[Stored data]

*** Begin section ***

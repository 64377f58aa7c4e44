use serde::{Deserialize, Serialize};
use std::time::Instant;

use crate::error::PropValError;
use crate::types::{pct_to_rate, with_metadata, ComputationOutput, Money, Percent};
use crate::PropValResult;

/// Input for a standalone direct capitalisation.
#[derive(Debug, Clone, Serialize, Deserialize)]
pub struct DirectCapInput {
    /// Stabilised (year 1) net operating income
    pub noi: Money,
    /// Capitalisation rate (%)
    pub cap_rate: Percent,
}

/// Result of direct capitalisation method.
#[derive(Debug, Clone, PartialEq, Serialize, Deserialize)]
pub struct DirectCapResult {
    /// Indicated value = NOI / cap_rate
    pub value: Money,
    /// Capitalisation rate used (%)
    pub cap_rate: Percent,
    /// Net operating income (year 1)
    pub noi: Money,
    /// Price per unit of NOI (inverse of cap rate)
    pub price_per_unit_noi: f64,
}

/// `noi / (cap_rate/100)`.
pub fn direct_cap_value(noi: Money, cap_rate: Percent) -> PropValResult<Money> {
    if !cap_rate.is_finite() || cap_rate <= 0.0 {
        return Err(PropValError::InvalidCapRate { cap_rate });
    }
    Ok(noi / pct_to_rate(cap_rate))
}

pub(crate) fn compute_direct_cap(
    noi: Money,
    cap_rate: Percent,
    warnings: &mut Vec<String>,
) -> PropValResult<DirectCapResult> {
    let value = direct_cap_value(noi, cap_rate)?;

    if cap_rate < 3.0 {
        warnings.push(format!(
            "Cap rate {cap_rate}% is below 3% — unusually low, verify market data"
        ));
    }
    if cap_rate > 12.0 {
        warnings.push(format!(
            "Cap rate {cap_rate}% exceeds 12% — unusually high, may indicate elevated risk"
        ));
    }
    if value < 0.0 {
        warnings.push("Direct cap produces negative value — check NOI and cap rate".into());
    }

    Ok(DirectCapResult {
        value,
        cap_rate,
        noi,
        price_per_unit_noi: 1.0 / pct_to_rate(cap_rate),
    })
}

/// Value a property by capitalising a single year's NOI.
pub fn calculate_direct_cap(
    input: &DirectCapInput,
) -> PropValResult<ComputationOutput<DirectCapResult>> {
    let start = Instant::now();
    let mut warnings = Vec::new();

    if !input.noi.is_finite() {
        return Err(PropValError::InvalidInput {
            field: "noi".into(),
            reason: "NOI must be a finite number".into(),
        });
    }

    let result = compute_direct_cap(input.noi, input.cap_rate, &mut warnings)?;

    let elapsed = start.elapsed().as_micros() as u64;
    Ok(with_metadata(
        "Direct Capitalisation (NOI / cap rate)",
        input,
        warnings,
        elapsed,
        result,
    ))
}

*** End section ***

--- Task directions ---
Starting from the records above, copy each line where the string "return" is found.

--- Answer section ---
        return Err(PropValError::InvalidCapRate { cap_rate });
        return Err(PropValError::InvalidInput {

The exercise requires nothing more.